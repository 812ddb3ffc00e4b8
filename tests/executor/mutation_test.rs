use lumbung::{Database, StatementResult, Value, types::error::DatabaseError};

fn text(s: &str) -> Value {
    Value::Text(s.to_string())
}

fn ids(db: &Database, sql: &str) -> Vec<Value> {
    db.query(sql).unwrap().rows.into_iter().map(|row| row[0].clone()).collect()
}

fn accounts() -> Database {
    let db = Database::open_in_memory().unwrap();
    db.execute_script(
        "CREATE TABLE accounts (
            id INTEGER PRIMARY KEY,
            email TEXT UNIQUE,
            balance REAL NOT NULL DEFAULT 0,
            tier TEXT DEFAULT 'basic'
         );
         INSERT INTO accounts (id, email) VALUES (1, 'a@x.id'), (2, 'b@x.id'), (3, 'c@x.id');",
    )
    .unwrap();
    db
}

#[test]
fn test_duplicate_rowid_leaves_table_unchanged() {
    let db = Database::open_in_memory().unwrap();
    db.execute("CREATE TABLE t(id INTEGER PRIMARY KEY, v TEXT)").unwrap();
    db.execute("INSERT INTO t VALUES (1,'x')").unwrap();

    let err = db.execute("INSERT INTO t VALUES (1,'y')").unwrap_err();
    assert!(matches!(err.cause(), DatabaseError::DuplicateKey { .. }));

    let result = db.query("SELECT * FROM t").unwrap();
    assert_eq!(result.rows, vec![vec![Value::Integer(1), text("x")]]);
}

#[test]
fn test_insert_applies_defaults_and_reports_count() {
    let db = accounts();
    let result = db.query("SELECT balance, tier FROM accounts WHERE id = 2").unwrap();
    assert_eq!(result.rows, vec![vec![Value::Real(0.0), text("basic")]]);

    let inserted = db
        .execute("INSERT INTO accounts (email, balance) VALUES ('d@x.id', 10), ('e@x.id', 2.5)")
        .unwrap();
    assert_eq!(inserted, StatementResult::Affected(2));
    // New rowids continue after the largest one
    assert_eq!(
        ids(&db, "SELECT id FROM accounts WHERE email LIKE 'd%' OR email LIKE 'e%'"),
        vec![Value::Integer(4), Value::Integer(5)]
    );
}

#[test]
fn test_insert_constraint_errors() {
    let db = accounts();

    let err = db.execute("INSERT INTO accounts (id, balance) VALUES (9, NULL)").unwrap_err();
    assert_eq!(err.kind(), "ExecError");

    let err = db.execute("INSERT INTO accounts (id, email) VALUES (9, 42)").unwrap_err();
    assert_eq!(err.kind(), "SchemaMismatch");

    let err = db.execute("INSERT INTO accounts VALUES (9, 'z@x.id')").unwrap_err();
    assert_eq!(err.kind(), "SchemaMismatch");

    let err = db.execute("INSERT INTO accounts (id, id) VALUES (9, 10)").unwrap_err();
    assert_eq!(err.kind(), "ExecError");

    let err = db.execute("INSERT INTO accounts (nope) VALUES (1)").unwrap_err();
    assert!(matches!(err.cause(), DatabaseError::ColumnNotFound { .. }));

    assert_eq!(db.query("SELECT * FROM accounts").unwrap().len(), 3);
}

#[test]
fn test_unique_column_rejects_duplicates_but_allows_nulls() {
    let db = accounts();
    let err = db
        .execute("INSERT INTO accounts (email) VALUES ('new@x.id'), ('b@x.id')")
        .unwrap_err();
    assert!(matches!(err.cause(), DatabaseError::DuplicateKey { key, .. } if key == "b@x.id"));
    // The whole statement is discarded, including the first row
    assert_eq!(db.query("SELECT * FROM accounts").unwrap().len(), 3);

    db.execute("INSERT INTO accounts (email) VALUES (NULL), (NULL)").unwrap();
    assert_eq!(db.query("SELECT * FROM accounts WHERE email IS NULL").unwrap().len(), 2);
}

#[test]
fn test_null_rowid_alias_gets_generated_id() {
    let db = accounts();
    db.execute("INSERT INTO accounts (id, email) VALUES (NULL, 'n@x.id')").unwrap();
    assert_eq!(
        ids(&db, "SELECT id FROM accounts WHERE email = 'n@x.id'"),
        vec![Value::Integer(4)]
    );
    db.execute("INSERT INTO accounts (rowid, email) VALUES (100, 'r@x.id')").unwrap();
    assert_eq!(
        ids(&db, "SELECT id FROM accounts WHERE email = 'r@x.id'"),
        vec![Value::Integer(100)]
    );
}

#[test]
fn test_update_and_delete_counts() {
    let db = accounts();
    let updated = db
        .execute("UPDATE accounts SET balance = balance + 5, tier = 'gold' WHERE id >= 2")
        .unwrap();
    assert_eq!(updated.affected(), Some(2));
    let result = db.query("SELECT id, balance, tier FROM accounts ORDER BY id").unwrap();
    assert_eq!(
        result.rows,
        vec![
            vec![Value::Integer(1), Value::Real(0.0), text("basic")],
            vec![Value::Integer(2), Value::Real(5.0), text("gold")],
            vec![Value::Integer(3), Value::Real(5.0), text("gold")],
        ]
    );

    assert_eq!(db.execute("UPDATE accounts SET tier = 'x' WHERE 0").unwrap().affected(), Some(0));
    assert_eq!(db.execute("DELETE FROM accounts WHERE tier = 'gold'").unwrap().affected(), Some(2));
    assert_eq!(db.execute("DELETE FROM accounts").unwrap().affected(), Some(1));
    assert!(db.query("SELECT * FROM accounts").unwrap().is_empty());
}

#[test]
fn test_update_is_all_or_nothing() {
    let db = accounts();
    // Row 3 collides with the address row 2 was just given
    let err = db
        .execute("UPDATE accounts SET email = 'same@x.id' WHERE id > 1")
        .unwrap_err();
    assert!(matches!(err.cause(), DatabaseError::DuplicateKey { .. }));
    assert_eq!(
        ids(&db, "SELECT email FROM accounts ORDER BY id"),
        vec![text("a@x.id"), text("b@x.id"), text("c@x.id")]
    );

    let err = db.execute("UPDATE accounts SET balance = NULL").unwrap_err();
    assert_eq!(err.kind(), "ExecError");
    assert_eq!(
        ids(&db, "SELECT balance FROM accounts"),
        vec![Value::Real(0.0), Value::Real(0.0), Value::Real(0.0)]
    );
}

#[test]
fn test_update_can_swap_unique_values() {
    let db = accounts();
    db.execute("UPDATE accounts SET id = id + 1").unwrap();
    assert_eq!(
        ids(&db, "SELECT id FROM accounts"),
        vec![Value::Integer(2), Value::Integer(3), Value::Integer(4)]
    );
    assert_eq!(
        ids(&db, "SELECT email FROM accounts WHERE rowid = 4"),
        vec![text("c@x.id")]
    );

    let err = db.execute("UPDATE accounts SET tier = 'a', tier = 'b'").unwrap_err();
    assert_eq!(err.kind(), "ExecError");
}

#[test]
fn test_index_lifecycle() {
    let db = accounts();
    db.execute("INSERT INTO accounts (email, tier) VALUES ('d@x.id', 'basic')").unwrap();

    let err = db.execute("CREATE UNIQUE INDEX by_tier ON accounts (tier)").unwrap_err();
    assert!(matches!(err.cause(), DatabaseError::DuplicateKey { .. }));

    db.execute("CREATE INDEX by_tier ON accounts (tier)").unwrap();
    assert_eq!(
        db.execute("CREATE INDEX IF NOT EXISTS by_tier ON accounts (tier)").unwrap(),
        StatementResult::Affected(0)
    );
    assert!(db.execute("CREATE INDEX by_tier ON accounts (email)").is_err());
    assert_eq!(db.query("SELECT id FROM accounts WHERE tier = 'basic'").unwrap().len(), 4);

    let err = db.execute("DROP INDEX lumbung_autoindex_accounts_1").unwrap_err();
    assert_eq!(err.kind(), "ExecError");

    db.execute("DROP INDEX by_tier").unwrap();
    assert!(db.execute("DROP INDEX by_tier").is_err());
    db.execute("DROP INDEX IF EXISTS by_tier").unwrap();
}

#[test]
fn test_table_lifecycle() {
    let db = accounts();
    let err = db.execute("CREATE TABLE accounts (id INTEGER)").unwrap_err();
    assert_eq!(err.kind(), "ExecError");
    db.execute("CREATE TABLE IF NOT EXISTS accounts (id INTEGER)").unwrap();
    assert_eq!(db.query("SELECT * FROM accounts").unwrap().columns.len(), 4);

    db.execute("DROP TABLE accounts").unwrap();
    assert_eq!(db.table_names().unwrap(), Vec::<String>::new());
    let err = db.execute("DROP TABLE accounts").unwrap_err();
    assert!(matches!(err.cause(), DatabaseError::TableNotFound { .. }));
    db.execute("DROP TABLE IF EXISTS accounts").unwrap();

    // The unique index went away with the table
    db.execute("CREATE TABLE accounts (email TEXT UNIQUE)").unwrap();
    db.execute("INSERT INTO accounts VALUES ('a@x.id')").unwrap();
}
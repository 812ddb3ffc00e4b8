use crate::{
    types::{PAGE_HEADER_SIZE, PageId, SLOT_DIRECTORY_ENTRY_SIZE, error::DatabaseError},
    utils::hash::{calculate_page_checksum, verify_page_checksum},
};

/// Closed set of page kinds. The tag byte is stored in every page header.
#[derive(Debug, Clone, Copy, PartialEq, Eq)]
pub enum PageType {
    Free = 0,
    InteriorIndex = 2,
    InteriorTable = 5,
    LeafIndex = 10,
    LeafTable = 13,
    Overflow = 15,
}

impl PageType {
    pub fn from_u8(value: u8) -> Option<Self> {
        match value {
            0 => Some(PageType::Free),
            2 => Some(PageType::InteriorIndex),
            5 => Some(PageType::InteriorTable),
            10 => Some(PageType::LeafIndex),
            13 => Some(PageType::LeafTable),
            15 => Some(PageType::Overflow),
            _ => None,
        }
    }

    pub fn as_u8(&self) -> u8 {
        *self as u8
    }

    pub fn is_leaf(&self) -> bool {
        matches!(self, PageType::LeafTable | PageType::LeafIndex)
    }

    pub fn is_interior(&self) -> bool {
        matches!(self, PageType::InteriorTable | PageType::InteriorIndex)
    }
}

#[derive(Debug, Clone, Copy, PartialEq, Eq)]
pub struct SlotEntry {
    pub offset: u16, // Offset from beginning of page
    pub length: u16, // Length of the cell
}

/*
 * Page Layout on Disk (Slotted Page Structure)
 * ┌─────────────────────────────────────────────────────────────────┐
 * │                    PAGE HEADER (32 bytes)                       │
 * │  checksum(4) | page_type(1) | reserved(1) | cell_count(2) |     │
 * │  free_space_offset(2) | reserved(6) | page_id(8) | link(8)      │
 * ├─────────────────────────────────────────────────────────────────┤
 * │                  SLOT DIRECTORY                                 │
 * │  [slot0: offset(2)|len(2)] [slot1: offset(2)|len(2)] ...        │
 * ├─────────────────────────────────────────────────────────────────┤
 * │                    FREE SPACE                                   │
 * ├─────────────────────────────────────────────────────────────────┤
 * │                   CELL DATA                                     │
 * │  [...cell N...] [...cell 2...] [...cell 1...] [...cell 0...]    │
 * └─────────────────────────────────────────────────────────────────┘
 *
 * `link` is the right child of an interior page, the next leaf of a leaf
 * page, the next free page of a free page and the next page of an overflow
 * chain. u64::MAX encodes "none".
 */

const TYPE_OFFSET: usize = 4;
const CELL_COUNT_OFFSET: usize = 6;
const FREE_SPACE_OFFSET: usize = 8;
const PAGE_ID_OFFSET: usize = 16;
const LINK_OFFSET: usize = 24;
const NO_PAGE: u64 = u64::MAX;

#[derive(Debug, Clone)]
pub struct Page {
    pub page_id: PageId,
    pub page_type: PageType,
    pub link: Option<PageId>,
    pub slots: Vec<SlotEntry>,
    pub free_space_offset: usize,
    pub data: Vec<u8>,
}

impl Page {
    pub fn new(page_id: PageId, page_type: PageType, page_size: usize) -> Self {
        Self {
            page_id,
            page_type,
            link: None,
            slots: Vec::new(),
            free_space_offset: page_size,
            data: vec![0; page_size],
        }
    }

    pub fn page_size(&self) -> usize {
        self.data.len()
    }

    pub fn cell_count(&self) -> usize {
        self.slots.len()
    }

    /// Serialize the page, stamping the checksum into the first four bytes.
    pub fn to_bytes(&self) -> Vec<u8> {
        let page_size = self.page_size();
        let mut buffer = vec![0u8; page_size];

        buffer[TYPE_OFFSET] = self.page_type.as_u8();
        buffer[CELL_COUNT_OFFSET..CELL_COUNT_OFFSET + 2]
            .copy_from_slice(&(self.slots.len() as u16).to_le_bytes());
        // A page-sized free offset (empty page) of 32768 still fits in u16
        buffer[FREE_SPACE_OFFSET..FREE_SPACE_OFFSET + 2]
            .copy_from_slice(&(self.free_space_offset as u16).to_le_bytes());
        buffer[PAGE_ID_OFFSET..PAGE_ID_OFFSET + 8].copy_from_slice(&self.page_id.to_le_bytes());
        buffer[LINK_OFFSET..LINK_OFFSET + 8]
            .copy_from_slice(&self.link.unwrap_or(NO_PAGE).to_le_bytes());

        let mut offset = PAGE_HEADER_SIZE;
        for slot in &self.slots {
            buffer[offset..offset + 2].copy_from_slice(&slot.offset.to_le_bytes());
            buffer[offset + 2..offset + 4].copy_from_slice(&slot.length.to_le_bytes());
            offset += SLOT_DIRECTORY_ENTRY_SIZE;
        }

        buffer[self.free_space_offset..].copy_from_slice(&self.data[self.free_space_offset..]);

        let checksum = calculate_page_checksum(self.page_id, &buffer);
        buffer[0..4].copy_from_slice(&checksum.to_le_bytes());
        buffer
    }

    /// Deserialize a page read from position `page_id` of the backing store.
    pub fn from_bytes(page_id: PageId, bytes: &[u8]) -> Result<Self, DatabaseError> {
        let page_size = bytes.len();
        if page_size < PAGE_HEADER_SIZE {
            return Err(DatabaseError::corrupt(page_id, "page shorter than its header"));
        }
        if !verify_page_checksum(page_id, bytes) {
            return Err(DatabaseError::corrupt(page_id, "checksum mismatch"));
        }

        let page_type = PageType::from_u8(bytes[TYPE_OFFSET]).ok_or_else(|| {
            DatabaseError::corrupt(page_id, format!("invalid page type tag {}", bytes[TYPE_OFFSET]))
        })?;
        let cell_count = read_u16(bytes, CELL_COUNT_OFFSET) as usize;
        let free_space_offset = read_u16(bytes, FREE_SPACE_OFFSET) as usize;
        let stored_id = read_u64(bytes, PAGE_ID_OFFSET);
        if stored_id != page_id {
            return Err(DatabaseError::corrupt(
                page_id,
                format!("page header claims id {}", stored_id),
            ));
        }
        let link = match read_u64(bytes, LINK_OFFSET) {
            NO_PAGE => None,
            id => Some(id),
        };

        let directory_end = PAGE_HEADER_SIZE + cell_count * SLOT_DIRECTORY_ENTRY_SIZE;
        if directory_end > free_space_offset || free_space_offset > page_size {
            return Err(DatabaseError::corrupt(
                page_id,
                format!(
                    "slot directory ({} cells) overlaps cell area at {}",
                    cell_count, free_space_offset
                ),
            ));
        }

        let mut slots = Vec::with_capacity(cell_count);
        for i in 0..cell_count {
            let at = PAGE_HEADER_SIZE + i * SLOT_DIRECTORY_ENTRY_SIZE;
            let slot = SlotEntry {
                offset: read_u16(bytes, at),
                length: read_u16(bytes, at + 2),
            };
            if (slot.offset as usize) < free_space_offset
                || slot.offset as usize + slot.length as usize > page_size
            {
                return Err(DatabaseError::corrupt(
                    page_id,
                    format!(
                        "Slot at offset {} with length {} exceeds page boundary",
                        slot.offset, slot.length
                    ),
                ));
            }
            slots.push(slot);
        }

        Ok(Page {
            page_id,
            page_type,
            link,
            slots,
            free_space_offset,
            data: bytes.to_vec(),
        })
    }

    pub fn available_space(&self) -> usize {
        let slot_directory_size = self.slots.len() * SLOT_DIRECTORY_ENTRY_SIZE;
        self.free_space_offset - PAGE_HEADER_SIZE - slot_directory_size
    }

    pub fn can_fit(&self, data_size: usize) -> bool {
        self.available_space() >= data_size + SLOT_DIRECTORY_ENTRY_SIZE
    }

    /// Append a cell at the end of the slot directory.
    pub fn insert_cell(&mut self, data: &[u8]) -> Result<usize, DatabaseError> {
        if !self.can_fit(data.len()) {
            return Err(DatabaseError::exec(format!(
                "cell of {} bytes does not fit in page {}",
                data.len(),
                self.page_id
            )));
        }

        // Cells grow downward from the end of the page
        let new_offset = self.free_space_offset - data.len();
        self.data[new_offset..new_offset + data.len()].copy_from_slice(data);

        let slot_index = self.slots.len();
        self.slots.push(SlotEntry {
            offset: new_offset as u16,
            length: data.len() as u16,
        });
        self.free_space_offset = new_offset;
        Ok(slot_index)
    }

    pub fn get_cell(&self, slot_index: usize) -> Option<&[u8]> {
        self.slots.get(slot_index).map(|slot| {
            let start = slot.offset as usize;
            &self.data[start..start + slot.length as usize]
        })
    }

    pub fn cells(&self) -> impl Iterator<Item = &[u8]> + '_ {
        (0..self.slots.len()).filter_map(move |i| self.get_cell(i))
    }

    pub fn delete_cell(&mut self, slot_index: usize) -> Result<(), DatabaseError> {
        if slot_index >= self.slots.len() {
            return Err(DatabaseError::exec(format!(
                "invalid slot index {} (max: {})",
                slot_index,
                self.slots.len()
            )));
        }
        self.slots.remove(slot_index);
        self.compact_page();
        Ok(())
    }

    /// Remove every cell, keeping type, id and link.
    pub fn clear(&mut self) {
        self.slots.clear();
        self.free_space_offset = self.page_size();
        self.data.fill(0);
    }

    // Defragment the page by moving all cells to eliminate gaps
    fn compact_page(&mut self) {
        let page_size = self.page_size();
        let cells: Vec<Vec<u8>> = self.cells().map(|c| c.to_vec()).collect();
        self.data[PAGE_HEADER_SIZE..].fill(0);
        let mut current_offset = page_size;
        for (slot, cell) in self.slots.iter_mut().zip(&cells) {
            current_offset -= cell.len();
            self.data[current_offset..current_offset + cell.len()].copy_from_slice(cell);
            slot.offset = current_offset as u16;
        }
        self.free_space_offset = current_offset;
    }
}

fn read_u16(bytes: &[u8], at: usize) -> u16 {
    u16::from_le_bytes([bytes[at], bytes[at + 1]])
}

fn read_u64(bytes: &[u8], at: usize) -> u64 {
    let mut raw = [0u8; 8];
    raw.copy_from_slice(&bytes[at..at + 8]);
    u64::from_le_bytes(raw)
}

Assignment: Return, please, every line from the one that contains "raw.copy_from_slice(&bytes[at..at + 8]);" through the final line of the listing, exactly, and no others.

Reply:
    raw.copy_from_slice(&bytes[at..at + 8]);
    u64::from_le_bytes(raw)
}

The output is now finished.